Wann wird ein Kind verwöhnt?
Ein Kind wird dann verwöhnt, wenn Sie nicht zu Ihren Grenzen stehen. Zum Beispiel möchte das Kind ein Bonbon, und Sie erlauben es ihm nicht, dann beginnt es zu schreien, zu weinen, mit Dingen zu werfen, und damit Ruhe ist, geben Sie ihm doch das Bonbon. Und beim nächsten Mal versucht es es wieder. Oder Sie wollen, dass das Kind seine Spielsachen aufräumt, und danach lassen Sie ihm einen Film laufen. Es macht es nicht oder räumt nur ein bisschen auf, und Sie lassen den Film trotzdem laufen. Beim nächsten Mal weiß es also, dass der Film trotzdem kommt, auch wenn es nichts aufräumt. Solche Situationen gibt es viele, und das Kind wird einfach testen, wie weit es gehen kann. Ihre Aufgabe ist es also, zu Ihrer Entscheidung zu stehen, und wenn das Kind weint, dann durchleben Sie diese Emotion mit ihm. Mehr können Sie in diesem Moment nicht für es tun, wenn Sie nicht möchten, dass es verwöhnt wird und sich mit Weinen oder Schreien alles verschafft, was es will.

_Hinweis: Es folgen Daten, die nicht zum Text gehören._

//! Pulsar timing data and the loader interface.
//!
//! The pipeline only needs a pulsar's name, its TOAs, per-TOA backend flags, the
//! fitted timing parameters and the native noise-model lines of its `.par` file.
//! [`Tempo2Loader`] reads exactly that subset of tempo2-style files; anything else
//! in the files is ignored.

use std::collections::{BTreeMap, BTreeSet};
use std::fs;
use std::path::Path;

use serde::{Deserialize, Serialize};

use crate::error::WarpError;

const SECONDS_PER_DAY: f64 = 86_400.0;

/// Par-file noise keywords that carry a flag selection (`KEY -flag value number`).
const FLAGGED_NOISE_KEYS: [&str; 8] = [
    "EFAC", "EQUAD", "ECORR", "T2EFAC", "T2EQUAD", "TNEF", "TNEQ", "TNECORR",
];

/// Par-file noise keywords without a selection (`KEY number`).
const PLAIN_NOISE_KEYS: [&str; 5] = ["TNRedAmp", "TNRedGam", "TNRedC", "TNDMAmp", "TNDMGam"];

/// TOA flags tried, in order, to name the backend of an observation.
const BACKEND_FLAGS: [&str; 3] = ["-f", "-group", "-be"];

/// One pulsar's timing data.
#[derive(Debug, Clone, PartialEq, Serialize, Deserialize)]
pub struct Pulsar {
    pub name: String,
    /// Times of arrival in seconds (MJD × 86400).
    pub toas: Vec<f64>,
    /// TOA uncertainties in seconds.
    pub toaerrs: Vec<f64>,
    /// Observing frequencies in MHz.
    pub freqs: Vec<f64>,
    /// Backend/system label of each TOA (empty when unflagged).
    pub backends: Vec<String>,
    /// Timing parameters marked for fitting in the `.par` file.
    pub fitpars: Vec<String>,
    /// Native noise-model lines of the `.par` file, keyed by their selection
    /// (e.g. `ECORR -f PDFB_20CM`). `None` when the source carries no such metadata.
    pub noise_metadata: Option<BTreeMap<String, f64>>,
    pub ephem: Option<String>,
    pub clock: Option<String>,
}

impl Pulsar {
    /// `(min, max)` TOA in seconds.
    pub fn toa_range(&self) -> Option<(f64, f64)> {
        let mut iter = self.toas.iter().copied().filter(|t| t.is_finite());
        let first = iter.next()?;
        Some(iter.fold((first, first), |(lo, hi), t| (lo.min(t), hi.max(t))))
    }

    /// Observation span in seconds.
    pub fn tspan(&self) -> f64 {
        self.toa_range().map(|(lo, hi)| hi - lo).unwrap_or(0.0)
    }

    /// Distinct backend labels, sorted.
    pub fn backend_names(&self) -> Vec<String> {
        let set: BTreeSet<&String> = self.backends.iter().filter(|b| !b.is_empty()).collect();
        set.into_iter().cloned().collect()
    }
}

/// Source of pulsar objects for matched `.par`/`.tim` files.
pub trait PulsarLoader {
    fn load(&self, par: &Path, tim: &Path, ephem: Option<&str>, clock: Option<&str>) -> Result<Pulsar, WarpError>;
}

/// Reader for the tempo2 `.par`/`.tim` subset described in the module docs.
#[derive(Debug, Clone, Copy, Default)]
pub struct Tempo2Loader;

impl PulsarLoader for Tempo2Loader {
    fn load(&self, par: &Path, tim: &Path, ephem: Option<&str>, clock: Option<&str>) -> Result<Pulsar, WarpError> {
        let par_text = fs::read_to_string(par).map_err(|e| WarpError::io(par, e))?;
        let tim_text = fs::read_to_string(tim).map_err(|e| WarpError::io(tim, e))?;

        let par_info = parse_par(&par_text).map_err(|message| WarpError::PulsarLoad {
            path: par.to_path_buf(),
            message,
        })?;
        let toas = parse_tim(&tim_text).map_err(|message| WarpError::PulsarLoad {
            path: tim.to_path_buf(),
            message,
        })?;
        if toas.is_empty() {
            return Err(WarpError::PulsarLoad {
                path: tim.to_path_buf(),
                message: "no TOAs found".to_string(),
            });
        }

        Ok(Pulsar {
            name: par_info.name,
            toas: toas.iter().map(|t| t.mjd * SECONDS_PER_DAY).collect(),
            toaerrs: toas.iter().map(|t| t.err_us * 1e-6).collect(),
            freqs: toas.iter().map(|t| t.freq).collect(),
            backends: toas.into_iter().map(|t| t.backend).collect(),
            fitpars: par_info.fitpars,
            noise_metadata: Some(par_info.noise),
            ephem: ephem.map(str::to_string),
            clock: clock.map(str::to_string),
        })
    }
}

#[derive(Debug)]
struct ParInfo {
    name: String,
    fitpars: Vec<String>,
    noise: BTreeMap<String, f64>,
}

fn parse_par(text: &str) -> Result<ParInfo, String> {
    let mut names: BTreeMap<&str, String> = BTreeMap::new();
    let mut fitpars = Vec::new();
    let mut noise = BTreeMap::new();

    for (idx, line) in text.lines().enumerate() {
        let tokens: Vec<&str> = line.split_whitespace().collect();
        let Some(&key) = tokens.first() else { continue };
        if key.starts_with('#') || key == "C" {
            continue;
        }

        if matches!(key, "PSRJ" | "PSR" | "PSRB") {
            if let Some(name) = tokens.get(1) {
                names.insert(key, name.to_string());
            }
            continue;
        }

        if FLAGGED_NOISE_KEYS.contains(&key) {
            if tokens.len() < 4 {
                // Old-style global EFAC/EQUAD lines have no selection; keep them as-is.
                if let Some(value) = tokens.get(1).and_then(|v| v.parse::<f64>().ok()) {
                    noise.insert(key.to_string(), value);
                }
                continue;
            }
            let value = tokens[3]
                .parse::<f64>()
                .map_err(|_| format!("line {}: invalid {key} value `{}`", idx + 1, tokens[3]))?;
            noise.insert(format!("{key} {} {}", tokens[1], tokens[2]), value);
            continue;
        }

        if PLAIN_NOISE_KEYS.contains(&key) {
            if let Some(value) = tokens.get(1).and_then(|v| v.parse::<f64>().ok()) {
                noise.insert(key.to_string(), value);
            }
            continue;
        }

        if tokens.get(2) == Some(&"1") {
            fitpars.push(key.to_string());
        }
    }

    let name = ["PSRJ", "PSR", "PSRB"]
        .iter()
        .find_map(|k| names.remove(k))
        .ok_or_else(|| "no PSRJ/PSR/PSRB line".to_string())?;

    Ok(ParInfo { name, fitpars, noise })
}

#[derive(Debug)]
struct TimRow {
    freq: f64,
    mjd: f64,
    err_us: f64,
    backend: String,
}

fn parse_tim(text: &str) -> Result<Vec<TimRow>, String> {
    let mut rows = Vec::new();
    for (idx, line) in text.lines().enumerate() {
        let tokens: Vec<&str> = line.split_whitespace().collect();
        let Some(&first) = tokens.first() else { continue };
        if first.starts_with('#')
            || first == "C"
            || matches!(first, "FORMAT" | "MODE" | "TIME" | "EFAC" | "EQUAD" | "JUMP" | "INCLUDE" | "SKIP" | "NOSKIP" | "END")
        {
            continue;
        }
        if tokens.len() < 5 {
            return Err(format!("line {}: expected `file freq mjd err site [flags]`", idx + 1));
        }

        let number = |pos: usize, what: &str| {
            tokens[pos]
                .parse::<f64>()
                .map_err(|_| format!("line {}: invalid {what} `{}`", idx + 1, tokens[pos]))
        };
        let freq = number(1, "frequency")?;
        let mjd = number(2, "MJD")?;
        let err_us = number(3, "TOA error")?;

        let flags: Vec<(&str, &str)> = tokens[5..]
            .chunks(2)
            .filter_map(|pair| match pair {
                [flag, value] if flag.starts_with('-') => Some((*flag, *value)),
                _ => None,
            })
            .collect();
        let backend = BACKEND_FLAGS
            .iter()
            .find_map(|wanted| flags.iter().find(|(flag, _)| flag == wanted).map(|(_, v)| v.to_string()))
            .unwrap_or_default();

        rows.push(TimRow {
            freq,
            mjd,
            err_us,
            backend,
        });
    }
    Ok(rows)
}

/// Pulsar name implied by a data file name: `J0437-4715_ppta.par` → `J0437-4715`.
pub fn pulsar_name_from_path(path: &Path) -> String {
    let file = path.file_name().map(|f| f.to_string_lossy().into_owned()).unwrap_or_default();
    let stem = file.split('_').next().unwrap_or_default();
    stem.split('.').next().unwrap_or_default().to_string()
}

#[cfg(test)]
mod tests {
    use super::*;

    const PAR: &str = "\
PSRJ           J0437-4715
F0             173.6879458121843 1 0.0000000000001
F1             -1.7283E-15 1 1e-20
PEPOCH         55000
RAJ            04:37:15.8 0
TNECORR -f PDFB_20CM 0.3
ECORR -f CASPSR_40CM 0.5
T2EFAC -f PDFB_20CM 1.1
TNRedAmp -13.5
";

    const TIM: &str = "\
FORMAT 1
C a comment
obs1.rf 1400.0 55000.000000000 1.2 pks -f PDFB_20CM -B 20CM
obs2.rf 3100.0 55100.500000000 0.8 pks -f CASPSR_40CM
obs3.rf 700.0  55400.250000000 2.0 pks -group PDFB_50CM
";

    #[test]
    fn tempo2_loader_reads_the_needed_subset() {
        let dir = tempfile::tempdir().unwrap();
        let par = dir.path().join("J0437-4715.par");
        let tim = dir.path().join("J0437-4715.tim");
        fs::write(&par, PAR).unwrap();
        fs::write(&tim, TIM).unwrap();

        let psr = Tempo2Loader.load(&par, &tim, Some("DE436"), None).unwrap();
        assert_eq!(psr.name, "J0437-4715");
        assert_eq!(psr.toas.len(), 3);
        assert_eq!(psr.fitpars, vec!["F0", "F1"]);
        assert_eq!(psr.backend_names(), vec!["CASPSR_40CM", "PDFB_20CM", "PDFB_50CM"]);
        assert!((psr.tspan() - 400.25 * SECONDS_PER_DAY).abs() < 1e-3);
        assert!((psr.toaerrs[0] - 1.2e-6).abs() < 1e-15);
        assert_eq!(psr.ephem.as_deref(), Some("DE436"));

        let noise = psr.noise_metadata.as_ref().unwrap();
        assert_eq!(noise.get("ECORR -f CASPSR_40CM"), Some(&0.5));
        assert_eq!(noise.get("TNECORR -f PDFB_20CM"), Some(&0.3));
        assert_eq!(noise.get("TNRedAmp"), Some(&-13.5));
    }

    #[test]
    fn par_without_name_is_rejected() {
        assert!(parse_par("F0 1.0 1\n").is_err());
    }

    #[test]
    fn malformed_toa_line_is_rejected() {
        let err = parse_tim("FORMAT 1\nobs1.rf 1400.0 not-a-date 1.0 pks\n").unwrap_err();
        assert!(err.contains("line 2"));
    }

    #[test]
    fn names_come_from_file_names() {
        assert_eq!(pulsar_name_from_path(Path::new("/d/J0437-4715_ppta.par")), "J0437-4715");
        assert_eq!(pulsar_name_from_path(Path::new("/d/J1909-3744.tim")), "J1909-3744");
        assert_eq!(pulsar_name_from_path(Path::new("B1855+09.dr2.par")), "B1855+09");
    }
}
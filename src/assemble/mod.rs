//! Turn resolved model configurations and loaded pulsars into PTA models.
//!
//! Every pulsar model is the timing model, plus the common signals of the noise
//! model, plus the pulsar's own signal set (`universal` when it has none).

pub mod ecorr;

use tracing::{info, warn};

use crate::data::PulsarSet;
use crate::domain::{ModelConfig, RunConfig};
use crate::error::WarpError;
use crate::io::export::{params_file_name, write_param_names};
use crate::io::noise_files::get_noise_dict;
use crate::models::{BuildContext, ModelCatalogue, ParamTemplate, Prior, Pta, SignalModel, SignalTerm, TermKind};

pub use ecorr::{EcorrPresence, detect_ecorr};

const RIDGE_LOG10_VARIANCE: Prior = Prior::Uniform { min: -20.0, max: -10.0 };

/// One model of the run, ready for sampling.
#[derive(Debug, Clone)]
pub struct AssembledModel {
    pub model_id: u32,
    pub model_name: String,
    pub pta: Pta,
    pub ecorr: Vec<(String, EcorrPresence)>,
    /// Where the varying parameter names were written.
    pub params_file: std::path::PathBuf,
}

impl AssembledModel {
    pub fn param_names(&self) -> Vec<String> {
        self.pta.param_names()
    }
}

/// Timing-model term for a `tm` setting; `none` yields no term.
pub fn timing_model(tm: &str) -> Result<Option<SignalModel>, WarpError> {
    let term = match tm {
        "default" => SignalTerm::new("linear_timing_model", TermKind::TimingModel { ridge: false }, Vec::new()),
        "ridge_regression" => SignalTerm::new(
            "ridge",
            TermKind::TimingModel { ridge: true },
            vec![ParamTemplate::pulsar("ridge_log10_variance", RIDGE_LOG10_VARIANCE)],
        ),
        "none" => return Ok(None),
        other => {
            return Err(WarpError::InvalidField {
                key: "tm".to_string(),
                message: format!("unknown timing model `{other}` (expected default, ridge_regression or none)"),
            });
        }
    };
    Ok(Some(term.into()))
}

/// Build the PTA of every model of the run and write its parameter listing.
pub fn init_pta(
    run: &RunConfig,
    pulsars: &PulsarSet,
    catalogue: &dyn ModelCatalogue,
) -> Result<Vec<AssembledModel>, WarpError> {
    let mut assembled = Vec::with_capacity(run.models.len());
    for model in &run.models {
        let mut built = assemble_model(model, pulsars, catalogue)?;

        let file_name = params_file_name(model.model_id, run.models.len());
        let names = built.param_names();
        info!(model = model.model_id, params = ?names, "params order");
        built.params_file = write_param_names(&pulsars.directory, &file_name, &names)?;
        assembled.push(built);
    }
    Ok(assembled)
}

fn assemble_model(
    model: &ModelConfig,
    pulsars: &PulsarSet,
    catalogue: &dyn ModelCatalogue,
) -> Result<AssembledModel, WarpError> {
    let noise = model.noise_model()?;
    let registry = catalogue.registry();

    let tm = model.fields.get_str("tm").unwrap_or("default");
    let mut base = timing_model(tm)?.unwrap_or_default();

    let common_ctx = BuildContext {
        params: model,
        pulsar: None,
        tspan: pulsars.tspan,
    };
    for spec in noise.common_signals.iter() {
        base += registry.build_common(&spec.signal, &common_ctx, &spec.option)?;
    }

    let mut bound = Vec::with_capacity(pulsars.pulsars.len());
    let mut ecorr = Vec::with_capacity(pulsars.pulsars.len());
    for psr in &pulsars.pulsars {
        let presence = detect_ecorr(psr);
        if presence == EcorrPresence::Unknown {
            warn!(pulsar = %psr.name, "no native noise model available; ECORR presence unknown");
        }
        ecorr.push((psr.name.clone(), presence));

        let ctx = BuildContext {
            params: model,
            pulsar: Some(psr),
            tspan: pulsars.tspan,
        };
        let mut psr_model = base.clone();
        for spec in noise.signals_for(&psr.name).iter() {
            psr_model += registry.build_single(&spec.signal, &ctx, &spec.option)?;
        }
        bound.push(psr_model.bind(psr));
    }

    let mut pta = Pta::new(bound);

    if let Some(prefix) = model.fields.get_str("noisefiles") {
        let names = pulsars.names();
        let dict = get_noise_dict(&names, prefix)?;
        let set = pta.set_default_params(&dict);
        info!(model = model.model_id, count = set, "constant parameters set from noise files");
    }
    let unset = pta.unset_constants();
    if !unset.is_empty() {
        warn!(model = model.model_id, params = ?unset, "constant parameters without a value");
    }

    Ok(AssembledModel {
        model_id: model.model_id,
        model_name: noise.model_name.clone(),
        pta,
        ecorr,
        params_file: Default::default(),
    })
}

#[cfg(test)]
mod tests {
    use std::collections::BTreeMap;
    use std::fs;
    use std::path::Path;

    use serde_json::json;

    use super::*;
    use crate::data::{LoadMode, Pulsar};
    use crate::domain::{NoiseModel, SignalSet, SignalSpec, Value};
    use crate::models::StandardModels;

    fn signals(entries: &[(&str, &str)]) -> SignalSet {
        SignalSet {
            entries: entries
                .iter()
                .map(|(signal, option)| SignalSpec {
                    signal: signal.to_string(),
                    option: json!(option),
                })
                .collect(),
        }
    }

    fn pulsar(name: &str, ecorr: bool) -> Pulsar {
        let noise: BTreeMap<String, f64> = if ecorr {
            BTreeMap::from([("ECORR -f A".to_string(), 0.1)])
        } else {
            BTreeMap::new()
        };
        Pulsar {
            name: name.to_string(),
            toas: vec![0.0, 100.0, 200.0],
            toaerrs: vec![1e-6; 3],
            freqs: vec![1400.0; 3],
            backends: vec!["A".to_string(), "B".to_string(), "A".to_string()],
            fitpars: vec!["F0".to_string(), "F1".to_string()],
            noise_metadata: Some(noise),
            ephem: None,
            clock: None,
        }
    }

    fn run_with(noise: NoiseModel, model_fields: &[(&str, Value)], model_count: u32) -> RunConfig {
        let mut run = RunConfig::new(Path::new("params.dat"));
        for id in 0..model_count {
            let idx = run.open_model(id);
            let model = &mut run.models[idx];
            for (key, value) in StandardModels::new().priors() {
                model.fields.insert(key, value);
            }
            for (key, value) in model_fields {
                model.fields.insert(*key, value.clone());
            }
            model.noise = Some(noise.clone());
        }
        run
    }

    fn pulsar_set(dir: &Path) -> PulsarSet {
        PulsarSet {
            pulsars: vec![pulsar("J0437-4715", true), pulsar("J1909-3744", false)],
            tspan: 200.0,
            directory: dir.to_path_buf(),
            mode: LoadMode::Batch,
        }
    }

    fn noise_model() -> NoiseModel {
        let mut noise = NoiseModel {
            model_name: "white + red".to_string(),
            common_signals: signals(&[("gwb", "hd")]),
            universal: signals(&[("efac", "vary"), ("spin_noise", "powerlaw")]),
            noisemodel: BTreeMap::new(),
        };
        noise
            .noisemodel
            .insert("J0437-4715".to_string(), signals(&[("efac", "by_backend"), ("ecorr", "by_backend")]));
        noise
    }

    #[test]
    fn pulsar_models_combine_timing_common_and_own_signals() {
        let out = tempfile::tempdir().unwrap();
        let run = run_with(noise_model(), &[("tm", Value::from("default"))], 1);
        let models = init_pta(&run, &pulsar_set(out.path()), &StandardModels::new()).unwrap();

        assert_eq!(models.len(), 1);
        let pta = &models[0].pta;
        let terms: Vec<Vec<&str>> = pta
            .models()
            .iter()
            .map(|m| m.terms.iter().map(|t| t.name.as_str()).collect())
            .collect();
        assert_eq!(terms[0], vec!["linear_timing_model", "gwb", "efac", "ecorr"]);
        // Not listed in the noise model: universal signals.
        assert_eq!(terms[1], vec!["linear_timing_model", "gwb", "efac", "spin_noise"]);

        assert_eq!(
            models[0].param_names(),
            vec![
                "J0437-4715_A_efac",
                "J0437-4715_A_log10_ecorr",
                "J0437-4715_B_efac",
                "J0437-4715_B_log10_ecorr",
                "J1909-3744_efac",
                "J1909-3744_red_noise_gamma",
                "J1909-3744_red_noise_log10_A",
                "gw_gamma",
                "gw_log10_A",
            ]
        );
        assert_eq!(
            models[0].ecorr,
            vec![
                ("J0437-4715".to_string(), EcorrPresence::Present),
                ("J1909-3744".to_string(), EcorrPresence::Absent),
            ]
        );

        let listing = fs::read_to_string(out.path().join("pars.txt")).unwrap();
        assert_eq!(listing.lines().count(), 9);
        assert_eq!(models[0].params_file, out.path().join("pars.txt"));
    }

    #[test]
    fn ridge_timing_model_adds_variance_parameter() {
        let out = tempfile::tempdir().unwrap();
        let noise = NoiseModel {
            model_name: "tm only".to_string(),
            ..NoiseModel::default()
        };
        let run = run_with(noise, &[("tm", Value::from("ridge_regression"))], 2);
        let models = init_pta(&run, &pulsar_set(out.path()), &StandardModels::new()).unwrap();

        assert_eq!(
            models[1].param_names(),
            vec!["J0437-4715_ridge_log10_variance", "J1909-3744_ridge_log10_variance"]
        );
        let basis = models[1].pta.models()[0].terms[0].basis.as_ref().unwrap();
        assert_eq!(basis.shape(), (3, 3));
        assert!(out.path().join("pars_0.txt").exists());
        assert!(out.path().join("pars_1.txt").exists());
    }

    #[test]
    fn pulsar_without_noise_metadata_still_assembles() {
        let out = tempfile::tempdir().unwrap();
        let mut set = pulsar_set(out.path());
        set.pulsars[1].noise_metadata = None;
        let run = run_with(noise_model(), &[("tm", Value::from("default"))], 1);

        let models = init_pta(&run, &set, &StandardModels::new()).unwrap();
        assert_eq!(
            models[0].ecorr,
            vec![
                ("J0437-4715".to_string(), EcorrPresence::Present),
                ("J1909-3744".to_string(), EcorrPresence::Unknown),
            ]
        );
        assert!(models[0].param_names().contains(&"J1909-3744_efac".to_string()));
        assert!(out.path().join("pars.txt").exists());
    }

    #[test]
    fn tm_none_and_unknown_tm() {
        assert!(timing_model("none").unwrap().is_none());
        let err = timing_model("quadratic").unwrap_err();
        assert!(matches!(err, WarpError::InvalidField { key, .. } if key == "tm"));
    }

    #[test]
    fn unknown_signal_and_missing_noise_model_fail() {
        let out = tempfile::tempdir().unwrap();
        let mut noise = noise_model();
        noise.universal = signals(&[("chromatic_noise", "powerlaw")]);
        let run = run_with(noise, &[], 1);
        let err = init_pta(&run, &pulsar_set(out.path()), &StandardModels::new()).unwrap_err();
        assert!(matches!(err, WarpError::UnknownSignalType { signal, .. } if signal == "chromatic_noise"));

        let mut run = run_with(noise_model(), &[], 1);
        run.models[0].noise = None;
        let err = init_pta(&run, &pulsar_set(out.path()), &StandardModels::new()).unwrap_err();
        assert!(matches!(err, WarpError::MissingNoiseModel { model_id: 0 }));
    }

    #[test]
    fn constant_efac_comes_from_noise_files() {
        let out = tempfile::tempdir().unwrap();
        let noise_dir = tempfile::tempdir().unwrap();
        fs::write(noise_dir.path().join("J1909-3744_noise.txt"), "efac-X 1.3\n").unwrap();
        fs::write(
            noise_dir.path().join("J1909-3744.json"),
            r#"{"J1909-3744_efac": 1.2}"#,
        )
        .unwrap();

        let mut noise = noise_model();
        noise.noisemodel.clear();
        noise.common_signals = SignalSet::default();
        noise.universal = signals(&[("efac", "vary"), ("equad", "vary")]);
        let run = run_with(
            noise,
            &[
                ("tm", Value::from("none")),
                ("efacpr", Value::Float(-1.0)),
                ("noisefiles", Value::from(format!("{}/", noise_dir.path().display()))),
            ],
            1,
        );
        let models = init_pta(&run, &pulsar_set(out.path()), &StandardModels::new()).unwrap();

        assert_eq!(
            models[0].param_names(),
            vec!["J0437-4715_log10_equad", "J1909-3744_log10_equad"]
        );
        assert_eq!(models[0].pta.unset_constants(), vec!["J0437-4715_efac"]);
    }
}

Früher oder später wird es selbstständig
Säuglinge können ihre Eltern nicht manipulieren, und Weinen ist das einzige Kommunikationsmittel, das sie mit ihren Eltern haben. Durch das Tragen verwöhnen Sie sie also ganz sicher nicht, also haben Sie keine Angst, sie immer dann zu tragen, wenn sie es brauchen.
Kinder werden viel früher selbstständig, wenn ihr Bedürfnis nach Kontakt erfüllt ist. Oft kommt es dann vor, dass größere Kinder nachts oder am frühen Morgen zu ihren Eltern ins Bett gehen und in ihrer Nähe sein wollen, weil ihr Bedürfnis noch immer nicht erfüllt ist. Kinder, die von klein auf mit ihren Eltern schlafen, brauchen das oft nicht.
Tragen und halten Sie Ihre Kinder deshalb nach Ihrer mütterlichen Intuition, und Sie werden sehen, dass Sie sich in ein paar Jahren mit Liebe an diese Zeit erinnern werden.